Stored items:
◇ ◇ ◇ ◇

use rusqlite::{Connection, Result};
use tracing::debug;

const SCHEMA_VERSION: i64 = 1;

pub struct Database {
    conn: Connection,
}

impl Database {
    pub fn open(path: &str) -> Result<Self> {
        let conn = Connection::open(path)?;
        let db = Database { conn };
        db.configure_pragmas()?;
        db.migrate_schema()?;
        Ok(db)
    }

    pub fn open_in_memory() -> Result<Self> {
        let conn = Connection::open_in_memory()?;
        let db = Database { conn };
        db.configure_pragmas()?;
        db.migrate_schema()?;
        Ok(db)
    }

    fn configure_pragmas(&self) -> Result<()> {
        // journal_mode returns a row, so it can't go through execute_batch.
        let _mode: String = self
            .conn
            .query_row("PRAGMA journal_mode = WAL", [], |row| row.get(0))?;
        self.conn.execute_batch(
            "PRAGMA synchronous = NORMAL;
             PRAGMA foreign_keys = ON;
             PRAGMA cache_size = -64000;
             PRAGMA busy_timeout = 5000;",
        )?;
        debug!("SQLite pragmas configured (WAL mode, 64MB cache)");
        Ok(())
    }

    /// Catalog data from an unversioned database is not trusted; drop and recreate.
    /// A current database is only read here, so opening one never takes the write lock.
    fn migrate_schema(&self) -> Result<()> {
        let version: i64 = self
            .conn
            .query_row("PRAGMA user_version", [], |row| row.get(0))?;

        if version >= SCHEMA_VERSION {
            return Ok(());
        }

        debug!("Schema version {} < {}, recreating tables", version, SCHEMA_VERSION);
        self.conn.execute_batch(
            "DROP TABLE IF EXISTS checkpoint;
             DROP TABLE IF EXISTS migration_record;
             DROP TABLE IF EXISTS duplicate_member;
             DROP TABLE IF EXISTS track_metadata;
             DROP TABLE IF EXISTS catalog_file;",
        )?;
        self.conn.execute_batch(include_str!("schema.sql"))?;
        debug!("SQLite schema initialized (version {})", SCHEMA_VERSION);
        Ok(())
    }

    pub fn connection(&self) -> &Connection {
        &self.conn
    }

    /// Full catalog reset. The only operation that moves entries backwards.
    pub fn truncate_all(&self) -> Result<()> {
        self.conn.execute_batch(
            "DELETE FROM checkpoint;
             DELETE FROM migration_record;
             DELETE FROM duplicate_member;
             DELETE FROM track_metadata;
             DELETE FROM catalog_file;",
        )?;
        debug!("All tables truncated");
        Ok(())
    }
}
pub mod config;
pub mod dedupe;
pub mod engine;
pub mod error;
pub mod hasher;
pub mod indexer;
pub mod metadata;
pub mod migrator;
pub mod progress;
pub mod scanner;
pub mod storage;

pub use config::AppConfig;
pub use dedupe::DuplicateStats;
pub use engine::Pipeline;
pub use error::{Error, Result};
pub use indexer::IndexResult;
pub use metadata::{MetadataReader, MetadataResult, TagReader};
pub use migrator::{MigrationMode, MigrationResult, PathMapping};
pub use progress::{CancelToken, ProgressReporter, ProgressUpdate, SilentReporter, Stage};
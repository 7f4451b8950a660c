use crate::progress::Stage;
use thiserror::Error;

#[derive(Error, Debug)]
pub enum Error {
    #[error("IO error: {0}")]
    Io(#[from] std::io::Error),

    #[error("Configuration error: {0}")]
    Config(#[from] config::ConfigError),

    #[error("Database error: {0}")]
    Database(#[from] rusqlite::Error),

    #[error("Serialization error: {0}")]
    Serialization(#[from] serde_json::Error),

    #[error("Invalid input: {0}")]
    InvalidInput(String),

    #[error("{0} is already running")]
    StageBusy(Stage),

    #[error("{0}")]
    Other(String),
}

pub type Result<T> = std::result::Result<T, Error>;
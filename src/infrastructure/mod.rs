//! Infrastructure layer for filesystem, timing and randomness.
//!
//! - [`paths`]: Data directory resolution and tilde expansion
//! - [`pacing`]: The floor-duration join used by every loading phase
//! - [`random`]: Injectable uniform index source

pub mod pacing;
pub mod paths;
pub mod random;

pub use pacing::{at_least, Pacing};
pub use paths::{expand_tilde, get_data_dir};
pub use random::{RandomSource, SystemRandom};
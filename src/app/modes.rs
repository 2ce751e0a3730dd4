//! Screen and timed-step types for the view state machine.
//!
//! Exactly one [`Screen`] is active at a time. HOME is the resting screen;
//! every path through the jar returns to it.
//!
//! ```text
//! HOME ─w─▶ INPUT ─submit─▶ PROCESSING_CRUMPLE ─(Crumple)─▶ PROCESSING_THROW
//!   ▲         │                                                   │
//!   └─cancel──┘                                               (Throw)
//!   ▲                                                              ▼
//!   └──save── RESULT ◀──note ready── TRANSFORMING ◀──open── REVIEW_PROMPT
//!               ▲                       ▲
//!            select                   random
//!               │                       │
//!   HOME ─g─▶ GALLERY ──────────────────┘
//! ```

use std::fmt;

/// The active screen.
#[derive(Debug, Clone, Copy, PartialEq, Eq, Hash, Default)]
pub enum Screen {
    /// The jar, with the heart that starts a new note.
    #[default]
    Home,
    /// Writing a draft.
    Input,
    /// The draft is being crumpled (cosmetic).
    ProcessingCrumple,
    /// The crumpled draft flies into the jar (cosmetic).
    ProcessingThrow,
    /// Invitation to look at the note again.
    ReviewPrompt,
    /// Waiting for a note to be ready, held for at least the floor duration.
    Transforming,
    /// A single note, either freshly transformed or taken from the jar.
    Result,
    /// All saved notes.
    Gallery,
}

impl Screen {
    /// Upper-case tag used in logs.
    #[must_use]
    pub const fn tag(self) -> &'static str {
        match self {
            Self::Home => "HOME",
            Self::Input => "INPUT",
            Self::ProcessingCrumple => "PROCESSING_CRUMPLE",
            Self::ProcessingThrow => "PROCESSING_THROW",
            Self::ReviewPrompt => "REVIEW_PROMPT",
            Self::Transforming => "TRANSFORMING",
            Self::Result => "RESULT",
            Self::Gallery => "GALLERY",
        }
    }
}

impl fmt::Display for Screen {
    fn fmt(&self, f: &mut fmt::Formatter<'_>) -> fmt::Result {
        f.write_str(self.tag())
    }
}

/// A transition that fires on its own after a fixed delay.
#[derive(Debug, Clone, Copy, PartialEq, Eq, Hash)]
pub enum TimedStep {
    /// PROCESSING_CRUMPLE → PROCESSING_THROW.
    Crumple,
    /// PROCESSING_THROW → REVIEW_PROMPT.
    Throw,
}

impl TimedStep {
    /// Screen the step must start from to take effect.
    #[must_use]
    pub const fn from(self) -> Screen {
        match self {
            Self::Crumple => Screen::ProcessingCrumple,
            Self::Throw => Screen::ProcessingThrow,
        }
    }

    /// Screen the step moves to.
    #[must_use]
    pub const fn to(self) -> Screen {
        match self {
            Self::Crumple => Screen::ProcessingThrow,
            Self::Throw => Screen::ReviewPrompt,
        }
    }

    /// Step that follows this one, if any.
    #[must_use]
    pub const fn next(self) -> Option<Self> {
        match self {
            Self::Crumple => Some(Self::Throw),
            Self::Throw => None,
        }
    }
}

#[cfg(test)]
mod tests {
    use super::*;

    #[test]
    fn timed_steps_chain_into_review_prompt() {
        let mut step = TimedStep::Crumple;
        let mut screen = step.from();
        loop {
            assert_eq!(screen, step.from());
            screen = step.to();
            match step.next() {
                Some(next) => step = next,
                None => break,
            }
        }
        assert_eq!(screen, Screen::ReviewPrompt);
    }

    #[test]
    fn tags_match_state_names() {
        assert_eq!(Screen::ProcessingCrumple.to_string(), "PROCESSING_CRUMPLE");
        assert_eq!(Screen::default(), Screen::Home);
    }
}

◇ ◇ ◇ ◇

Task directions: Go through the records and output them all, word for word.

Expected answer:
use rusqlite::{Connection, Result};
use tracing::debug;

const SCHEMA_VERSION: i64 = 1;

pub struct Database {
    conn: Connection,
}

impl Database {
    pub fn open(path: &str) -> Result<Self> {
        let conn = Connection::open(path)?;
        let db = Database { conn };
        db.configure_pragmas()?;
        db.migrate_schema()?;
        Ok(db)
    }

    pub fn open_in_memory() -> Result<Self> {
        let conn = Connection::open_in_memory()?;
        let db = Database { conn };
        db.configure_pragmas()?;
        db.migrate_schema()?;
        Ok(db)
    }

    fn configure_pragmas(&self) -> Result<()> {
        // journal_mode returns a row, so it can't go through execute_batch.
        let _mode: String = self
            .conn
            .query_row("PRAGMA journal_mode = WAL", [], |row| row.get(0))?;
        self.conn.execute_batch(
            "PRAGMA synchronous = NORMAL;
             PRAGMA foreign_keys = ON;
             PRAGMA cache_size = -64000;
             PRAGMA busy_timeout = 5000;",
        )?;
        debug!("SQLite pragmas configured (WAL mode, 64MB cache)");
        Ok(())
    }

    /// Catalog data from an unversioned database is not trusted; drop and recreate.
    /// A current database is only read here, so opening one never takes the write lock.
    fn migrate_schema(&self) -> Result<()> {
        let version: i64 = self
            .conn
            .query_row("PRAGMA user_version", [], |row| row.get(0))?;

        if version >= SCHEMA_VERSION {
            return Ok(());
        }

        debug!("Schema version {} < {}, recreating tables", version, SCHEMA_VERSION);
        self.conn.execute_batch(
            "DROP TABLE IF EXISTS checkpoint;
             DROP TABLE IF EXISTS migration_record;
             DROP TABLE IF EXISTS duplicate_member;
             DROP TABLE IF EXISTS track_metadata;
             DROP TABLE IF EXISTS catalog_file;",
        )?;
        self.conn.execute_batch(include_str!("schema.sql"))?;
        debug!("SQLite schema initialized (version {})", SCHEMA_VERSION);
        Ok(())
    }

    pub fn connection(&self) -> &Connection {
        &self.conn
    }

    /// Full catalog reset. The only operation that moves entries backwards.
    pub fn truncate_all(&self) -> Result<()> {
        self.conn.execute_batch(
            "DELETE FROM checkpoint;
             DELETE FROM migration_record;
             DELETE FROM duplicate_member;
             DELETE FROM track_metadata;
             DELETE FROM catalog_file;",
        )?;
        debug!("All tables truncated");
        Ok(())
    }
}
pub mod config;
pub mod dedupe;
pub mod engine;
pub mod error;
pub mod hasher;
pub mod indexer;
pub mod metadata;
pub mod migrator;
pub mod progress;
pub mod scanner;
pub mod storage;

pub use config::AppConfig;
pub use dedupe::DuplicateStats;
pub use engine::Pipeline;
pub use error::{Error, Result};
pub use indexer::IndexResult;
pub use metadata::{MetadataReader, MetadataResult, TagReader};
pub use migrator::{MigrationMode, MigrationResult, PathMapping};
pub use progress::{CancelToken, ProgressReporter, ProgressUpdate, SilentReporter, Stage};
repository 7f4451b8950a660c
use crate::progress::Stage;
use thiserror::Error;

#[derive(Error, Debug)]
pub enum Error {
    #[error("IO error: {0}")]
    Io(#[from] std::io::Error),

    #[error("Configuration error: {0}")]
    Config(#[from] config::ConfigError),

    #[error("Database error: {0}")]
    Database(#[from] rusqlite::Error),

    #[error("Serialization error: {0}")]
    Serialization(#[from] serde_json::Error),

    #[error("Invalid input: {0}")]
    InvalidInput(String),

    #[error("{0} is already running")]
    StageBusy(Stage),

    #[error("{0}")]
    Other(String),
}

pub type Result<T> = std::result::Result<T, Error>;
filename src/infrastructure/mod.rs
//! Infrastructure layer for filesystem, timing and randomness.
//!
//! - [`paths`]: Data directory resolution and tilde expansion
//! - [`pacing`]: The floor-duration join used by every loading phase
//! - [`random`]: Injectable uniform index source

pub mod pacing;
pub mod paths;
pub mod random;

pub use pacing::{at_least, Pacing};
pub use paths::{expand_tilde, get_data_dir};
pub use random::{RandomSource, SystemRandom};
filename src/app/modes.rs
repository 2ce751e0a3730dd4
//! Screen and timed-step types for the view state machine.
//!
//! Exactly one [`Screen`] is active at a time. HOME is the resting screen;
//! every path through the jar returns to it.
//!
//! ```text
//! HOME ─w─▶ INPUT ─submit─▶ PROCESSING_CRUMPLE ─(Crumple)─▶ PROCESSING_THROW
//!   ▲         │                                                   │
//!   └─cancel──┘                                               (Throw)
//!   ▲                                                              ▼
//!   └──save── RESULT ◀──note ready── TRANSFORMING ◀──open── REVIEW_PROMPT
//!               ▲                       ▲
//!            select                   random
//!               │                       │
//!   HOME ─g─▶ GALLERY ──────────────────┘
//! ```

use std::fmt;

/// The active screen.
#[derive(Debug, Clone, Copy, PartialEq, Eq, Hash, Default)]
pub enum Screen {
    /// The jar, with the heart that starts a new note.
    #[default]
    Home,
    /// Writing a draft.
    Input,
    /// The draft is being crumpled (cosmetic).
    ProcessingCrumple,
    /// The crumpled draft flies into the jar (cosmetic).
    ProcessingThrow,
    /// Invitation to look at the note again.
    ReviewPrompt,
    /// Waiting for a note to be ready, held for at least the floor duration.
    Transforming,
    /// A single note, either freshly transformed or taken from the jar.
    Result,
    /// All saved notes.
    Gallery,
}

impl Screen {
    /// Upper-case tag used in logs.
    #[must_use]
    pub const fn tag(self) -> &'static str {
        match self {
            Self::Home => "HOME",
            Self::Input => "INPUT",
            Self::ProcessingCrumple => "PROCESSING_CRUMPLE",
            Self::ProcessingThrow => "PROCESSING_THROW",
            Self::ReviewPrompt => "REVIEW_PROMPT",
            Self::Transforming => "TRANSFORMING",
            Self::Result => "RESULT",
            Self::Gallery => "GALLERY",
        }
    }
}

impl fmt::Display for Screen {
    fn fmt(&self, f: &mut fmt::Formatter<'_>) -> fmt::Result {
        f.write_str(self.tag())
    }
}

/// A transition that fires on its own after a fixed delay.
#[derive(Debug, Clone, Copy, PartialEq, Eq, Hash)]
pub enum TimedStep {
    /// PROCESSING_CRUMPLE → PROCESSING_THROW.
    Crumple,
    /// PROCESSING_THROW → REVIEW_PROMPT.
    Throw,
}

impl TimedStep {
    /// Screen the step must start from to take effect.
    #[must_use]
    pub const fn from(self) -> Screen {
        match self {
            Self::Crumple => Screen::ProcessingCrumple,
            Self::Throw => Screen::ProcessingThrow,
        }
    }

    /// Screen the step moves to.
    #[must_use]
    pub const fn to(self) -> Screen {
        match self {
            Self::Crumple => Screen::ProcessingThrow,
            Self::Throw => Screen::ReviewPrompt,
        }
    }

    /// Step that follows this one, if any.
    #[must_use]
    pub const fn next(self) -> Option<Self> {
        match self {
            Self::Crumple => Some(Self::Throw),
            Self::Throw => None,
        }
    }
}

#[cfg(test)]
mod tests {
    use super::*;

    #[test]
    fn timed_steps_chain_into_review_prompt() {
        let mut step = TimedStep::Crumple;
        let mut screen = step.from();
        loop {
            assert_eq!(screen, step.from());
            screen = step.to();
            match step.next() {
                Some(next) => step = next,
                None => break,
            }
        }
        assert_eq!(screen, Screen::ReviewPrompt);
    }

    #[test]
    fn tags_match_state_names() {
        assert_eq!(Screen::ProcessingCrumple.to_string(), "PROCESSING_CRUMPLE");
        assert_eq!(Screen::default(), Screen::Home);
    }
}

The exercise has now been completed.